Sant’Antonio Abate è il primo degli abati e uno dei più illustri eremiti della storia della Chiesa. Nell’iconografia è raffigurato circondato da donne procaci (simbolo delle tentazioni) o animali domestici (come il maiale), di cui è popolare protettore. E’ invocato contro tutte le malattie della pelle e contro gli incendi. Veneratissimo lungo i secoli, il suo nome è fra i più diffusi del cattolicesimo. Nell’Italia Meridionale per distinguerlo da Sant’Antonio di Padova è chiamato “Sant’Antuono”.

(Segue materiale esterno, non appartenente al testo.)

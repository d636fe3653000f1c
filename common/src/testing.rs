//! Host-side sink that records everything written to it.

use std::string::String;
use std::sync::{Arc, Mutex};
use std::vec::Vec;

use crate::sink::OutputSink;

/// Cloneable recording sink. Clones share the same buffer, so a test can
/// hand one clone to a formatter and read through the other.
#[derive(Clone, Default)]
pub struct Capture {
    buf: Arc<Mutex<String>>,
}

impl Capture {
    pub fn new() -> Self { Self::default() }

    pub fn text(&self) -> String { self.buf.lock().unwrap().clone() }

    pub fn lines(&self) -> Vec<String> { self.text().lines().map(String::from).collect() }

    pub fn is_empty(&self) -> bool { self.buf.lock().unwrap().is_empty() }

    pub fn clear(&self) { self.buf.lock().unwrap().clear(); }
}

impl OutputSink for Capture {
    fn write(&mut self, text: &str) { self.buf.lock().unwrap().push_str(text); }
}
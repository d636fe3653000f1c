//! Formatter configuration and per-board presets.
//!
//! Buffer capacity and count are const generics on
//! [`LineFormatter`](crate::formatter::LineFormatter); everything else that
//! used to differ per board lives in [`FormatterConfig`].
//!
//! | Preset    | Buffer | Buffers | Strategy | Overflow | Palette          |
//! |-----------|--------|---------|----------|----------|------------------|
//! | `ARDUINO` | 80     | 1       | BusyFlag | Report   | cyan/yellow/magenta, fixed |
//! | `TEENSY`  | 255    | 5       | Ring     | Truncate | green/yellow/red, mutable  |
//! | `ESP32`   | 255    | 5       | Ring     | Truncate | green/yellow/red, mutable  |

use crate::colors::Palette;

// =============================================================================
// Buffer Sizes
// =============================================================================

/// Scratch buffer size on AVR boards.
pub const ARDUINO_BUFFER_SIZE: usize = 80;

/// Scratch buffer size on boards with preemption.
pub const PREEMPTIVE_BUFFER_SIZE: usize = 255;

/// Ring length on boards with preemption.
pub const PREEMPTIVE_BUFFER_COUNT: usize = 5;

/// Most bytes a short dump will show.
pub const MAX_DUMP_BYTES: usize = 2048 - 8;

/// Default spin budget before a busy-flag contender gives up.
pub const DEFAULT_BUSY_SPIN_LIMIT: u32 = 10_000;

const _: () = assert!(ARDUINO_BUFFER_SIZE > 1);
const _: () = assert!(ARDUINO_BUFFER_SIZE < PREEMPTIVE_BUFFER_SIZE);
const _: () = assert!(PREEMPTIVE_BUFFER_COUNT > 1);

// =============================================================================
// Policies
// =============================================================================

/// How a formatting call protects its scratch buffer.
#[derive(Clone, Copy, PartialEq, Eq, Debug)]
#[cfg_attr(feature = "defmt", derive(defmt::Format))]
pub enum ScratchStrategy {
    /// One buffer guarded by a claim flag; contenders spin, then give up.
    BusyFlag,
    /// Claim the next buffer of the ring; a slot still in flight is an overrun.
    Ring,
}

/// What to do when a rendered message does not fit the scratch buffer.
#[derive(Clone, Copy, PartialEq, Eq, Debug)]
#[cfg_attr(feature = "defmt", derive(defmt::Format))]
pub enum OverflowPolicy {
    /// Emit the first `CAP - 1` bytes.
    Truncate,
    /// Emit a one-line overflow notice on the primary sink instead.
    Report,
}

// =============================================================================
// Formatter Configuration
// =============================================================================

/// Runtime behavior switches for a [`LineFormatter`](crate::formatter::LineFormatter).
#[derive(Clone, Copy, PartialEq, Eq, Debug)]
pub struct FormatterConfig {
    pub strategy: ScratchStrategy,
    /// Spin iterations a busy-flag contender waits before dropping its line.
    pub busy_spin_limit: u32,
    pub overflow: OverflowPolicy,
    /// Prefix lines with four spaces per scope depth.
    pub indents: bool,
    /// Scope guards report a depth mismatch on exit.
    pub indent_checks: bool,
    /// `set_color` takes effect. Fixed palettes ignore it.
    pub mutable_palette: bool,
    pub palette: Palette,
}

impl FormatterConfig {
    /// Single-threaded AVR boards: one small buffer, fixed colors.
    pub const ARDUINO: Self = Self {
        strategy: ScratchStrategy::BusyFlag,
        busy_spin_limit: DEFAULT_BUSY_SPIN_LIMIT,
        overflow: OverflowPolicy::Report,
        indents: true,
        indent_checks: false,
        mutable_palette: false,
        palette: Palette::ARDUINO,
    };

    /// Teensy 3.x/4.x.
    pub const TEENSY: Self = Self {
        strategy: ScratchStrategy::Ring,
        busy_spin_limit: DEFAULT_BUSY_SPIN_LIMIT,
        overflow: OverflowPolicy::Truncate,
        indents: true,
        indent_checks: false,
        mutable_palette: true,
        palette: Palette::PREEMPTIVE,
    };

    /// ESP32 family. Same behavior as Teensy.
    pub const ESP32: Self = Self::TEENSY;

    #[must_use]
    pub const fn with_strategy(mut self, strategy: ScratchStrategy) -> Self {
        self.strategy = strategy;
        self
    }

    #[must_use]
    pub const fn with_overflow(mut self, overflow: OverflowPolicy) -> Self {
        self.overflow = overflow;
        self
    }

    #[must_use]
    pub const fn with_indents(mut self, indents: bool) -> Self {
        self.indents = indents;
        self
    }

    #[must_use]
    pub const fn with_indent_checks(mut self, indent_checks: bool) -> Self {
        self.indent_checks = indent_checks;
        self
    }

    #[must_use]
    pub const fn with_busy_spin_limit(mut self, limit: u32) -> Self {
        self.busy_spin_limit = limit;
        self
    }
}

impl Default for FormatterConfig {
    fn default() -> Self { Self::TEENSY }
}

// =============================================================================
// Tests
// =============================================================================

Il culto per Sant’Antonio Abate a Macerata Campania ha origini antichissime e con molta probabilità si può far risalire al XII secolo. Questa affermazione trova le sue fondamenta in alcuni affreschi del portico dell’abbazia di S. Angelo in Formis, frazione di Capua (Caserta), distanti pochi km da Macerata Campania. Questi affreschi, risalenti al XII secolo, riportano in sei scene il ciclo completo delle tentazioni del maligno fatte a Sant’Antonio Abate. Essi danno conferma del fatto che il culto di Sant’Antonio Abate era già presente nel XII secolo in Capua antica (attuale S. Maria Capua Vetere) e nei suoi “casali”, pertanto è abbastanza ben motivata l’affermazione secondo la quale a Macerata Campania il culto per questo Santo risale al XII secolo.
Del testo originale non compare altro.